Başımı iki yana salladım.

Harry değildi.

"Dina?" Aman Tanrım, artık onu hayallerimde görüyordum. Bu kaçıncı seviye şizofrenlikti bilmiyorum ama, karşımdaki kızın bu durumdan korktuğu belliydi.

"İyi olduğuna emin misin?" diye sordu tekrar. Başımı sallamakla yetindim.Gözlerinde çok iyi bildiğim huşu ifadesi parıldayınca yutkundum. Onu buraya kesinlikle Alec göndermişti. İçeride Miles kanlar içinde yatarken Dina'yı bu eve sokmak aptallık olurdu.

"Dina, başka sefer lütfen."

İzlediği saçma sapan filmlerden bir taklit yapıp ayağını kapının pervazına sıkıştırınca bıkkınlıkla güldüm. "Bu sefer kaçamazsın."

"Dina cidden beni zorlama, hiç müsait de-"

"Üzerinde kan var!" diye bir bağırtı koparınca elimi ağzının üzerine koydum. "Hadi canım." Eliyle elimi engellemeye çalışsa da ağzından çekmedim. "Dina, sessiz dur yoksa boynunu kırmak zorunda kalacağım."

Başını onay verircesine sallayınca elimi ağzından çektim. Kapıyı arkasından örttüm.
"Şuna bak, bir misafirimiz daha var." Acı içinde çıkan sesiyle, Miles konuştu.
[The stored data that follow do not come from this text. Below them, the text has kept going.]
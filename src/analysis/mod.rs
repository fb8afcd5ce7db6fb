//! Rank analysis.
//!
//! `tracker` fans point searches out and back in; `aggregator` turns the
//! joined outcomes into visibility metrics.

pub mod aggregator;
pub mod tracker;

pub use aggregator::aggregate;
pub use tracker::{RankTracker, TrackerConfig};
/// Places search provider settings.
#[derive(Debug, Clone, Serialize, Deserialize)]
pub struct SearchConfig {
    /// Nearby Search endpoint.
    #[serde(default = "default_endpoint")]
    pub endpoint: String,

    /// API key; usually supplied via GOOGLE_MAPS_API_KEY instead.
    #[serde(default, skip_serializing_if = "Option::is_none")]
    pub api_key: Option<String>,

    /// Per-request timeout in seconds.
    #[serde(default = "default_timeout")]
    pub timeout_seconds: u64,

    /// Retries per grid point on transient failures.
    #[serde(default = "default_retries")]
    pub retries: u32,

    /// Delay before the first retry, in milliseconds.
    #[serde(default = "default_backoff_ms")]
    pub backoff_ms: u64,

    /// Concurrent point searches.
    #[serde(default = "default_concurrency")]
    pub concurrency: usize,

    /// Upper bound on a whole tracking run, in seconds.
    #[serde(default, skip_serializing_if = "Option::is_none")]
    pub run_timeout_seconds: Option<u64>,
}

impl Default for SearchConfig {
    fn default() -> Self {
        Self {
            endpoint: default_endpoint(),
            api_key: None,
            timeout_seconds: default_timeout(),
            retries: default_retries(),
            backoff_ms: default_backoff_ms(),
            concurrency: default_concurrency(),
            run_timeout_seconds: None,
        }
    }
}

fn default_endpoint() -> String {
    crate::search::places::DEFAULT_ENDPOINT.to_string()
}

fn default_timeout() -> u64 {
    30
}

fn default_retries() -> u32 {
    3
}

fn default_backoff_ms() -> u64 {
    500
}

fn default_concurrency() -> usize {
    8
}

/// The tracked business.
#[derive(Debug, Clone, Default, Serialize, Deserialize)]
pub struct LocationConfig {
    /// Provider identifier (Google place id).
    #[serde(default)]
    pub business_id: String,

    #[serde(default, skip_serializing_if = "Option::is_none")]
    pub name: Option<String>,

    #[serde(default)]
    pub lat: f64,

    #[serde(default)]
    pub lng: f64,
}

/// One tracked keyword.
#[derive(Debug, Clone, Serialize, Deserialize)]
pub struct KeywordConfig {
    /// History key; derived from the term and geometry when omitted.
    #[serde(default, skip_serializing_if = "Option::is_none")]
    pub id: Option<String>,

    pub term: String,

    #[serde(default = "default_grid_size")]
    pub grid_size: String,

    #[serde(default = "default_radius")]
    pub radius: f64,

    #[serde(default)]
    pub unit: DistanceUnit,

    /// How often `--watch` re-runs this keyword.
    #[serde(default = "default_interval_minutes")]
    pub interval_minutes: u64,
}

fn default_grid_size() -> String {
    "3x3".to_string()
}

fn default_radius() -> f64 {
    5.0
}

fn default_interval_minutes() -> u64 {
    24 * 60
}

impl KeywordConfig {
    /// Build a validated keyword.
    pub fn to_keyword(&self) -> Result<TrackedKeyword> {
        let grid_size: GridSize = self
            .grid_size
            .parse()
            .with_context(|| format!("Invalid grid_size for keyword '{}'", self.term))?;

        let keyword = TrackedKeyword {
            id: self.id.clone().unwrap_or_else(|| {
                TrackedKeyword::default_id(&self.term, grid_size, self.radius, self.unit)
            }),
            term: self.term.clone(),
            grid_size,
            radius: self.radius,
            unit: self.unit,
        };
        keyword
            .validate()
            .with_context(|| format!("Invalid keyword '{}'", self.term))?;
        Ok(keyword)
    }

    pub fn interval(&self) -> Duration {
        Duration::from_secs(self.interval_minutes.max(1) * 60)
    }
}

/// Report generation settings.
#[derive(Debug, Clone, Serialize, Deserialize)]
pub struct ReportConfig {
    /// Include the competitor table.
    #[serde(default = "default_true")]
    pub include_competitors: bool,

    /// Include the history trend table.
    #[serde(default = "default_true")]
    pub include_history: bool,

    /// Most recent snapshots shown in the trend table.
    #[serde(default = "default_history_limit")]
    pub history_limit: usize,
}

impl Default for ReportConfig {
    fn default() -> Self {
        Self {
            include_competitors: true,
            include_history: true,
            history_limit: default_history_limit(),
        }
    }
}

fn default_true() -> bool {
    true
}

fn default_history_limit() -> usize {
    10
}

impl Config {
    /// Load configuration from a file path.
    pub fn load(path: &Path) -> Result<Self> {
        let content = std::fs::read_to_string(path)
            .with_context(|| format!("Failed to read config file: {}", path.display()))?;

        let config: Config = toml::from_str(&content)
            .with_context(|| format!("Failed to parse config file: {}", path.display()))?;

        Ok(config)
    }

    /// Try to load configuration from the default location.
    ///
    /// Returns `Ok(None)` if the file doesn't exist, `Err` if it exists but can't be parsed.
    pub fn load_default() -> Result<Option<Self>> {
        let default_path = Path::new(CONFIG_FILE);

        if default_path.exists() {
            Ok(Some(Self::load(default_path)?))
        } else {
            Ok(None)
        }
    }

    /// Merge this configuration with CLI arguments.
    ///
    /// CLI arguments take precedence over config file settings; only
    /// values the user actually passed override the file.
    pub fn merge_with_args(&mut self, args: &crate::cli::Args) {
        if let Some(ref output) = args.output {
            self.general.output = output.display().to_string();
        }
        if let Some(ref history) = args.history {
            self.general.history_file = history.display().to_string();
        }

        // Search settings
        if let Some(ref key) = args.api_key {
            self.search.api_key = Some(key.clone());
        }
        if let Some(ref endpoint) = args.endpoint {
            self.search.endpoint = endpoint.clone();
        }
        if let Some(timeout) = args.timeout {
            self.search.timeout_seconds = timeout;
        }
        if let Some(retries) = args.retries {
            self.search.retries = retries;
        }
        if let Some(concurrency) = args.concurrency {
            self.search.concurrency = concurrency;
        }
        if let Some(run_timeout) = args.run_timeout {
            self.search.run_timeout_seconds = Some(run_timeout);
        }

        // Location
        if let Some(ref business_id) = args.business_id {
            self.location.business_id = business_id.clone();
        }
        if let Some(ref name) = args.business_name {
            self.location.name = Some(name.clone());
        }
        if let Some(lat) = args.lat {
            self.location.lat = lat;
        }
        if let Some(lng) = args.lng {
            self.location.lng = lng;
        }

        // An ad-hoc keyword on the command line replaces the configured list.
        if let Some(ref term) = args.keyword {
            self.keywords = vec![KeywordConfig {
                id: args.keyword_id.clone(),
                term: term.clone(),
                grid_size: args.grid_size.clone().unwrap_or_else(default_grid_size),
                radius: args.radius.unwrap_or_else(default_radius),
                unit: args.unit.unwrap_or_default(),
                interval_minutes: args.interval.unwrap_or_else(default_interval_minutes),
            }];
        } else {
            for keyword in &mut self.keywords {
                if let Some(ref grid_size) = args.grid_size {
                    keyword.grid_size = grid_size.clone();
                }
                if let Some(radius) = args.radius {
                    keyword.radius = radius;
                }
                if let Some(unit) = args.unit {
                    keyword.unit = unit;
                }
                if let Some(interval) = args.interval {
                    keyword.interval_minutes = interval;
                }
            }
        }
    }

    /// Build the validated business location.
    pub fn business_location(&self) -> Result<BusinessLocation> {
        let location = BusinessLocation {
            business_id: self.location.business_id.clone(),
            name: self.location.name.clone(),
            center: Coordinate::new(self.location.lat, self.location.lng),
        };
        location
            .validate()
            .context("Invalid business location (set [location] or --business-id/--lat/--lng)")?;
        Ok(location)
    }

    /// Build every configured keyword, failing on the first invalid one.
    pub fn tracked_keywords(&self) -> Result<Vec<TrackedKeyword>> {
        if self.keywords.is_empty() {
            bail!("No keywords to track (pass --keyword or add [[keywords]] to {})", CONFIG_FILE);
        }
        self.keywords.iter().map(KeywordConfig::to_keyword).collect()
    }

    /// Places client settings. Requires an API key.
    pub fn places_client_config(&self) -> Result<PlacesClientConfig> {
        let api_key = self
            .search
            .api_key
            .clone()
            .filter(|k| !k.trim().is_empty())
            .context("Missing Places API key (set GOOGLE_MAPS_API_KEY or --api-key)")?;

        Ok(PlacesClientConfig {
            endpoint: self.search.endpoint.clone(),
            api_key,
            timeout_seconds: self.search.timeout_seconds,
        })
    }

    pub fn tracker_config(&self, show_progress: bool) -> TrackerConfig {
        TrackerConfig {
            concurrency: self.search.concurrency.max(1),
            retry: RetryPolicy {
                max_retries: self.search.retries,
                base_delay: Duration::from_millis(self.search.backoff_ms),
            },
            run_timeout: self.search.run_timeout_seconds.map(Duration::from_secs),
            show_progress,
        }
    }

    /// Generate a default configuration file content.
    pub fn default_toml() -> String {
        let config = Config {
            location: LocationConfig {
                business_id: "ChIJ-your-place-id".to_string(),
                name: Some("Your Business".to_string()),
                lat: 37.7749,
                lng: -122.4194,
            },
            keywords: vec![KeywordConfig {
                id: None,
                term: "coffee shop".to_string(),
                grid_size: default_grid_size(),
                radius: default_radius(),
                unit: DistanceUnit::Kilometers,
                interval_minutes: default_interval_minutes(),
            }],
            ..Config::default()
        };
        toml::to_string_pretty(&config).unwrap_or_else(|_| String::new())
    }
}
"Kendini yorma." diye uyardım onu. Eczaneden aldığım poşetle yanına yaklaştım. Bacağından damlayan kanlar koltuğu âdeta kan gölüne çevirmişti. "Yaraya bastırmaya devam et." dedim pantolonunun olduğu çizgiye makası geçirirken. Kanın demirsi kokusu burnumun direğini sızlattı.Yarayı açtığımda neler olacağını bilmiyordum.

Bakışlarımı Dina'ya çevirdim. Sarılık geçiren küçük bebekler gibiydi, ten rengi inanması güç bir beyaza dönmüştü. "Burada neler oluyor?" Alt dudağı konuşurken titremişti, dişlerinin arasına geçirdi. "Bu Miles," diye başlangıcı yaptım, bu sırada da pantolonunu kestim ",bana olanlardan haberdar, o bir polis."
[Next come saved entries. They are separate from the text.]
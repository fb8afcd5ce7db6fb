//! Scripted [`PlacesSearch`] used by tests.

use super::PlacesSearch;
use crate::error::SearchError;
use crate::models::{Coordinate, Place};
use async_trait::async_trait;
use std::collections::{HashMap, HashSet};
use std::sync::atomic::{AtomicUsize, Ordering};
use std::sync::Mutex;
use std::time::Duration;

/// Responds per coordinate (keyed by `Coordinate`'s `Display`).
#[derive(Default)]
pub struct FakePlaces {
    responses: HashMap<String, Vec<Place>>,
    default: Vec<Place>,
    transient_failures: Mutex<HashMap<String, u32>>,
    permanent_failures: HashSet<String>,
    fail_all: Option<SearchError>,
    slow: HashMap<String, Duration>,
    calls: AtomicUsize,
}

pub fn places(ids: &[&str]) -> Vec<Place> {
    ids.iter()
        .map(|id| Place {
            business_id: id.to_string(),
            name: format!("Business {}", id),
        })
        .collect()
}

impl FakePlaces {
    pub fn new() -> Self {
        Self::default()
    }

    pub fn with_default(mut self, ids: &[&str]) -> Self {
        self.default = places(ids);
        self
    }

    pub fn respond(mut self, at: Coordinate, ids: &[&str]) -> Self {
        self.responses.insert(at.to_string(), places(ids));
        self
    }

    /// Fail the first `times` calls at `at` with a transient error.
    pub fn flaky(self, at: Coordinate, times: u32) -> Self {
        if let Ok(mut failures) = self.transient_failures.lock() {
            failures.insert(at.to_string(), times);
        }
        self
    }

    pub fn broken(mut self, at: Coordinate) -> Self {
        self.permanent_failures.insert(at.to_string());
        self
    }

    pub fn fail_all(mut self, error: SearchError) -> Self {
        self.fail_all = Some(error);
        self
    }

    pub fn slow(mut self, at: Coordinate, delay: Duration) -> Self {
        self.slow.insert(at.to_string(), delay);
        self
    }

    pub fn calls(&self) -> usize {
        self.calls.load(Ordering::SeqCst)
    }
}

#[async_trait]
impl PlacesSearch for FakePlaces {
    async fn search(
        &self,
        location: Coordinate,
        _radius_meters: u32,
        _term: &str,
    ) -> Result<Vec<Place>, SearchError> {
        self.calls.fetch_add(1, Ordering::SeqCst);
        let key = location.to_string();

        if let Some(delay) = self.slow.get(&key) {
            tokio::time::sleep(*delay).await;
        }

        if let Some(ref error) = self.fail_all {
            return Err(error.clone());
        }
        if self.permanent_failures.contains(&key) {
            return Err(SearchError::Permanent("INVALID_REQUEST".to_string()));
        }
        if let Ok(mut failures) = self.transient_failures.lock() {
            if let Some(remaining) = failures.get_mut(&key) {
                if *remaining > 0 {
                    *remaining -= 1;
                    return Err(SearchError::Transient("UNKNOWN_ERROR".to_string()));
                }
            }
        }

        Ok(self
            .responses
            .get(&key)
            .cloned()
            .unwrap_or_else(|| self.default.clone()))
    }
}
"Sivil polis." diye düzeltti kendini. Gözlerimi devirdim.

Olayı kabaca anlattım."Uzun süredir irtibat halindeydik. Bugün kapımın önünde bir adamla onu boğuşurken yakaladım ve sonuç bu."

"Boğuşurken değil, adam beni çekip vurduktan sonra geldi."

"O lanet çeneni kapatacak mısın?" Bu haliyle bile kendini ifade edebiliyordu. Dina bize hayaletmişiz gibi bakmasını sürdürürken Miles'ın bacağını açabilmiştim. Bacağının kenarından sıyıran kurşun deride büyük bir hasar açmış, ortasındaki yarık ikiye ayrılmıştı.Sürekli kanamaktan tam anlamıyla gözükmüyormüyordu. Midemden boğazıma safra yükseldi.

"Miles hastaneye gitmeliyiz."

Yattığı yerden doğruldu. "Asla olmaz.Eğer hastaneye gidersem bu operasyondan uzun süreliğine alınabilirim."

Kafasını kaldırıp yarasına baktı. "Siktir, cidden kötüymüş."

"Acımıyor mu?" diye sordu Dina.

"Çok değil." Elimdeki havluyu kaptığı gibi bacağına bastırdı. Daha sonra kanları yarayı daha iyi görebilmek için sildi. "Kapıda bir adam var mıydı?"

Dina önce ona sorup sormadığını anlayamadı,duraksadı."H-hayır yoktu,sanırım."

"Öyleyse bizimkiler halletmiş olmalı."

Sehpada duran bir bardak suyu alıp elimdeki gazlı beze döktüm. "Önce temizlemeliyiz, hiçbir şey gözükmüyor." dedim Miles'ın elini çekerek. Yaraya daha çok yaklaştım ve kan kokusu burnuma daha sert gelmeye başladı. Yaranın etrafını temizlerken bulanan midemle boğuşuyordum ama bunu ona yansıtmak terbiyesizlik olurdu. Kötü bir durumdaydı ve şu an benim yardımıma muhtaçtı.